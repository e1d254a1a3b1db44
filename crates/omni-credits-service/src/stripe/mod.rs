//! Stripe payment integration.
//!
//! Checkout session creation for credit package purchases and webhook
//! signature verification.

pub mod client;
pub mod types;

pub use client::{StripeClient, StripeError};
pub use types::{CheckoutSession, Customer};
//! Credit transaction types for omni-credits.
//!
//! This module defines the append-only ledger entries that track all balance changes.

use chrono::{DateTime, Utc};
use serde::{Deserialize, Serialize};

use crate::{TransactionId, UserId};

/// A credit transaction representing a balance change.
///
/// All changes to an account's balance create a transaction record.
/// Transactions use ULIDs for time-ordered IDs. The sum of a user's
/// transaction amounts always equals the current balance.
#[derive(Debug, Clone, Serialize, Deserialize)]
pub struct CreditTransaction {
    /// Unique transaction ID (ULID for time-ordering).
    pub id: TransactionId,

    /// The user whose balance was affected.
    pub user_id: UserId,

    /// Amount in credits. Positive = credit, Negative = debit.
    pub amount_credits: i64,

    /// Type of transaction.
    pub kind: TransactionKind,

    /// Balance after this transaction (in credits).
    pub balance_after_credits: i64,

    /// Human-readable description.
    pub description: String,

    /// Additional metadata (payment session, promo code, tool, etc.).
    pub metadata: serde_json::Value,

    /// When the transaction was created.
    pub created_at: DateTime<Utc>,
}

impl CreditTransaction {
    /// Create a new purchase transaction.
    #[must_use]
    pub fn purchase(
        user_id: UserId,
        amount_credits: i64,
        balance_after_credits: i64,
        description: String,
        metadata: serde_json::Value,
    ) -> Self {
        Self {
            id: TransactionId::generate(),
            user_id,
            amount_credits,
            kind: TransactionKind::Purchase,
            balance_after_credits,
            description,
            metadata,
            created_at: Utc::now(),
        }
    }

    /// Create a new bonus transaction (signup, promo, referral).
    #[must_use]
    pub fn bonus(
        user_id: UserId,
        amount_credits: i64,
        balance_after_credits: i64,
        description: String,
        metadata: serde_json::Value,
    ) -> Self {
        Self {
            id: TransactionId::generate(),
            user_id,
            amount_credits,
            kind: TransactionKind::Bonus,
            balance_after_credits,
            description,
            metadata,
            created_at: Utc::now(),
        }
    }

    /// Create a new usage transaction (deduction).
    #[must_use]
    pub fn usage(
        user_id: UserId,
        amount_credits: i64,
        balance_after_credits: i64,
        description: String,
        metadata: serde_json::Value,
    ) -> Self {
        Self {
            id: TransactionId::generate(),
            user_id,
            amount_credits: -amount_credits.abs(), // Always negative for usage
            kind: TransactionKind::Usage,
            balance_after_credits,
            description,
            metadata,
            created_at: Utc::now(),
        }
    }

    /// Create a new refund transaction.
    #[must_use]
    pub fn refund(
        user_id: UserId,
        amount_credits: i64,
        balance_after_credits: i64,
        reason: String,
    ) -> Self {
        Self {
            id: TransactionId::generate(),
            user_id,
            amount_credits,
            kind: TransactionKind::Refund,
            balance_after_credits,
            description: reason,
            metadata: serde_json::Value::Null,
            created_at: Utc::now(),
        }
    }
}

/// Type of credit transaction.
#[derive(Debug, Clone, Copy, PartialEq, Eq, Serialize, Deserialize)]
#[serde(rename_all = "snake_case")]
pub enum TransactionKind {
    /// User purchased credits.
    Purchase,

    /// Granted credits: welcome bonus, promo redemption, referral reward.
    Bonus,

    /// Credits deducted for a metered operation.
    Usage,

    /// Refund issued.
    Refund,
}

impl TransactionKind {
    /// Check if this transaction kind adds credits (positive balance change).
    #[must_use]
    pub const fn is_credit(&self) -> bool {
        matches!(self, Self::Purchase | Self::Bonus | Self::Refund)
    }

    /// Check if this transaction kind removes credits (negative balance change).
    #[must_use]
    pub const fn is_debit(&self) -> bool {
        matches!(self, Self::Usage)
    }

    /// Stable snake_case name, used in API responses and metadata.
    #[must_use]
    pub const fn as_str(&self) -> &'static str {
        match self {
            Self::Purchase => "purchase",
            Self::Bonus => "bonus",
            Self::Usage => "usage",
            Self::Refund => "refund",
        }
    }
}
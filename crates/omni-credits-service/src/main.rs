//! Service entry point: tracing, config, store, router, serve.

use std::sync::Arc;

use tracing_subscriber::{layer::SubscriberExt, util::SubscriberInitExt};

use omni_credits_service::{create_router, AppState, ServiceConfig};
use omni_credits_store::RocksStore;

fn init_tracing() {
    tracing_subscriber::registry()
        .with(
            tracing_subscriber::EnvFilter::try_from_default_env()
                .unwrap_or_else(|_| "info,omni_credits=debug".into()),
        )
        .with(tracing_subscriber::fmt::layer())
        .init();
}

#[tokio::main]
async fn main() -> Result<(), Box<dyn std::error::Error>> {
    init_tracing();

    let config = ServiceConfig::from_env();
    tracing::info!(
        listen_addr = %config.listen_addr,
        data_dir = %config.data_dir,
        stripe_configured = %config.stripe_api_key.is_some(),
        "Starting omni-credits service"
    );

    let store = Arc::new(RocksStore::open(&config.data_dir)?);

    let listener = tokio::net::TcpListener::bind(&config.listen_addr).await?;
    let app = create_router(AppState::new(store, config));

    tracing::info!("Serving API");
    axum::serve(listener, app).await?;

    Ok(())
}
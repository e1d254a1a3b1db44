//! Pricing configuration for omni-credits.
//!
//! This module defines per-tool credit rates and the quote calculation used
//! by both the pre-flight estimate and the final charge. The two must go
//! through the same `quote` call so a user is never charged a different
//! amount than previewed for the same measured quantity.

use serde::{Deserialize, Serialize};
use std::collections::HashMap;

/// Ratio of the base cost added as a service fee.
pub const SERVICE_FEE_RATIO: f64 = 0.10;

/// A metered tool kind.
#[derive(Debug, Clone, Copy, PartialEq, Eq, Hash, Serialize, Deserialize)]
#[serde(rename_all = "snake_case")]
pub enum ToolKind {
    /// Text translation, metered per word.
    Translation,
    /// Audio transcription, metered per audio-second.
    Transcription,
    /// Image text recognition, metered per page.
    Ocr,
    /// Document conversion, metered per page.
    PdfConversion,
    /// Image generation, metered per image.
    ImageGeneration,
    /// Video generation, metered per video-second.
    VideoGeneration,
}

impl ToolKind {
    /// Stable snake_case name, used in API payloads and usage logs.
    #[must_use]
    pub const fn as_str(&self) -> &'static str {
        match self {
            Self::Translation => "translation",
            Self::Transcription => "transcription",
            Self::Ocr => "ocr",
            Self::PdfConversion => "pdf_conversion",
            Self::ImageGeneration => "image_generation",
            Self::VideoGeneration => "video_generation",
        }
    }

    /// The unit the tool's quantity is measured in.
    #[must_use]
    pub const fn unit(&self) -> &'static str {
        match self {
            Self::Translation => "word",
            Self::Transcription => "audio_second",
            Self::Ocr | Self::PdfConversion => "page",
            Self::ImageGeneration => "image",
            Self::VideoGeneration => "video_second",
        }
    }
}

/// Linear rate for one tool.
#[derive(Debug, Clone, Copy, Serialize, Deserialize)]
pub struct ToolRate {
    /// Credits per unit of quantity.
    pub credits_per_unit: f64,
    /// Units processed per second, for duration estimates.
    pub units_per_second: f64,
    /// Fixed startup overhead added to duration estimates, in seconds.
    pub overhead_seconds: u64,
}

/// A priced operation.
#[derive(Debug, Clone, Copy, PartialEq, Eq, Serialize, Deserialize)]
pub struct CostQuote {
    /// Base cost before fees.
    pub base_credits: i64,
    /// Service fee on top of the base cost.
    pub service_fee_credits: i64,
    /// Total to charge.
    pub total_credits: i64,
}

/// Pricing configuration for all metered tools.
#[derive(Debug, Clone, Serialize, Deserialize)]
pub struct PricingConfig {
    /// Rates by tool kind.
    pub rates: HashMap<ToolKind, ToolRate>,

    /// Fallback rate for a kind missing from the table.
    pub default_rate: ToolRate,
}

impl Default for PricingConfig {
    fn default() -> Self {
        let mut rates = HashMap::new();

        rates.insert(
            ToolKind::Translation,
            ToolRate {
                credits_per_unit: 0.0001,
                units_per_second: 500.0,
                overhead_seconds: 2,
            },
        );
        rates.insert(
            ToolKind::Transcription,
            ToolRate {
                credits_per_unit: 0.01,
                units_per_second: 10.0,
                overhead_seconds: 5,
            },
        );
        rates.insert(
            ToolKind::Ocr,
            ToolRate {
                credits_per_unit: 0.5,
                units_per_second: 0.5,
                overhead_seconds: 2,
            },
        );
        rates.insert(
            ToolKind::PdfConversion,
            ToolRate {
                credits_per_unit: 0.2,
                units_per_second: 1.0,
                overhead_seconds: 2,
            },
        );
        rates.insert(
            ToolKind::ImageGeneration,
            ToolRate {
                credits_per_unit: 5.0,
                units_per_second: 0.1,
                overhead_seconds: 5,
            },
        );
        rates.insert(
            ToolKind::VideoGeneration,
            ToolRate {
                credits_per_unit: 2.0,
                units_per_second: 0.05,
                overhead_seconds: 15,
            },
        );

        Self {
            rates,
            default_rate: ToolRate {
                credits_per_unit: 1.0,
                units_per_second: 1.0,
                overhead_seconds: 2,
            },
        }
    }
}

impl PricingConfig {
    fn rate(&self, tool: ToolKind) -> &ToolRate {
        self.rates.get(&tool).unwrap_or(&self.default_rate)
    }

    /// Price a metered operation.
    ///
    /// `base = ceil(quantity * rate)`, fee is 10% of the base rounded half
    /// up, total is the sum. Non-positive quantities price to zero.
    #[must_use]
    #[allow(clippy::cast_possible_truncation, clippy::cast_precision_loss)]
    pub fn quote(&self, tool: ToolKind, quantity: f64) -> CostQuote {
        if quantity <= 0.0 {
            return CostQuote {
                base_credits: 0,
                service_fee_credits: 0,
                total_credits: 0,
            };
        }

        let rate = self.rate(tool);
        let base_credits = (quantity * rate.credits_per_unit).ceil() as i64;
        let service_fee_credits = (base_credits as f64 * SERVICE_FEE_RATIO).round() as i64;

        CostQuote {
            base_credits,
            service_fee_credits,
            total_credits: base_credits + service_fee_credits,
        }
    }

    /// Rough wall-clock estimate for an operation, in seconds.
    #[must_use]
    #[allow(clippy::cast_possible_truncation, clippy::cast_sign_loss)]
    pub fn estimate_seconds(&self, tool: ToolKind, quantity: f64) -> u64 {
        let rate = self.rate(tool);
        if quantity <= 0.0 {
            return rate.overhead_seconds;
        }
        rate.overhead_seconds + (quantity / rate.units_per_second).ceil() as u64
    }
}
//! Referral program types for omni-credits.
//!
//! A referral links a referrer to a referred user; the bonus is granted at
//! most once per pair, enforced by the store's composite key.

use chrono::{DateTime, Utc};
use serde::{Deserialize, Serialize};

use crate::UserId;

/// Prefix of every generated referral code.
pub const REFERRAL_CODE_PREFIX: &str = "REF-";

/// Length of the random suffix in a referral code.
pub const REFERRAL_CODE_SUFFIX_LEN: usize = 8;

/// How many collision retries code generation is allowed.
pub const REFERRAL_CODE_MAX_ATTEMPTS: u32 = 5;

/// A referral relationship between two users.
#[derive(Debug, Clone, Serialize, Deserialize)]
pub struct Referral {
    /// The user who invited.
    pub referrer_id: UserId,

    /// The user who signed up.
    pub referred_id: UserId,

    /// Credits granted to each party.
    pub bonus_credits: i64,

    /// Current status.
    pub status: ReferralStatus,

    /// When the referral was recorded.
    pub created_at: DateTime<Utc>,

    /// When the bonus was granted.
    pub completed_at: Option<DateTime<Utc>>,
}

impl Referral {
    /// Create a completed referral with the bonus granted now.
    #[must_use]
    pub fn completed(referrer_id: UserId, referred_id: UserId, bonus_credits: i64) -> Self {
        let now = Utc::now();
        Self {
            referrer_id,
            referred_id,
            bonus_credits,
            status: ReferralStatus::Completed,
            created_at: now,
            completed_at: Some(now),
        }
    }
}

/// Status of a referral.
#[derive(Debug, Clone, Copy, PartialEq, Eq, Serialize, Deserialize)]
#[serde(rename_all = "snake_case")]
pub enum ReferralStatus {
    /// Recorded but not yet rewarded.
    Pending,
    /// Bonus granted to both parties.
    Completed,
}

/// Aggregated referral statistics for one referrer.
#[derive(Debug, Clone, Serialize, Deserialize)]
pub struct ReferralStats {
    /// The referrer's code, if one has been issued.
    pub referral_code: Option<String>,

    /// Total referral rows.
    pub total_referrals: u64,

    /// Referrals whose bonus was granted.
    pub completed_referrals: u64,

    /// Total credits the referrer earned from referrals.
    pub credits_earned: i64,
}

impl ReferralStats {
    /// Aggregate stats over a referrer's rows.
    #[must_use]
    pub fn aggregate(referral_code: Option<String>, referrals: &[Referral]) -> Self {
        let completed = referrals
            .iter()
            .filter(|r| r.status == ReferralStatus::Completed);

        Self {
            referral_code,
            total_referrals: referrals.len() as u64,
            completed_referrals: completed.clone().count() as u64,
            credits_earned: completed.map(|r| r.bonus_credits).sum(),
        }
    }
}

/// Why a referral operation was rejected.
#[derive(Debug, Clone, Copy, PartialEq, Eq, thiserror::Error, Serialize, Deserialize)]
#[serde(rename_all = "snake_case")]
pub enum ReferralRejection {
    /// A user cannot refer themselves.
    #[error("a user cannot refer themselves")]
    SelfReferral,

    /// This pair already has a referral row.
    #[error("this user was already referred by this referrer")]
    AlreadyReferred,

    /// Code generation ran out of collision retries.
    #[error("could not generate a unique referral code")]
    CodeGenerationExhausted,
}

impl ReferralRejection {
    /// Stable error code for per-locale message lookup.
    #[must_use]
    pub const fn error_code(&self) -> &'static str {
        match self {
            Self::SelfReferral => "self_referral",
            Self::AlreadyReferred => "already_referred",
            Self::CodeGenerationExhausted => "code_generation_exhausted",
        }
    }
}

/// Generate a candidate referral code: fixed prefix plus a random suffix.
///
/// Uniqueness is not guaranteed here; the caller persists with
/// retry-on-collision up to [`REFERRAL_CODE_MAX_ATTEMPTS`].
#[must_use]
pub fn generate_referral_code() -> String {
    let suffix: String = uuid::Uuid::new_v4()
        .simple()
        .to_string()
        .chars()
        .take(REFERRAL_CODE_SUFFIX_LEN)
        .collect::<String>()
        .to_uppercase();

    format!("{REFERRAL_CODE_PREFIX}{suffix}")
}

# # # # #

§ **What to do**
Only lines of the data holding the word "types" go in the answer. Please copy each of them.

§ **Result**
pub mod types;
pub use types::{CheckoutSession, Customer};
//! Credit transaction types for omni-credits.
//! Referral program types for omni-credits.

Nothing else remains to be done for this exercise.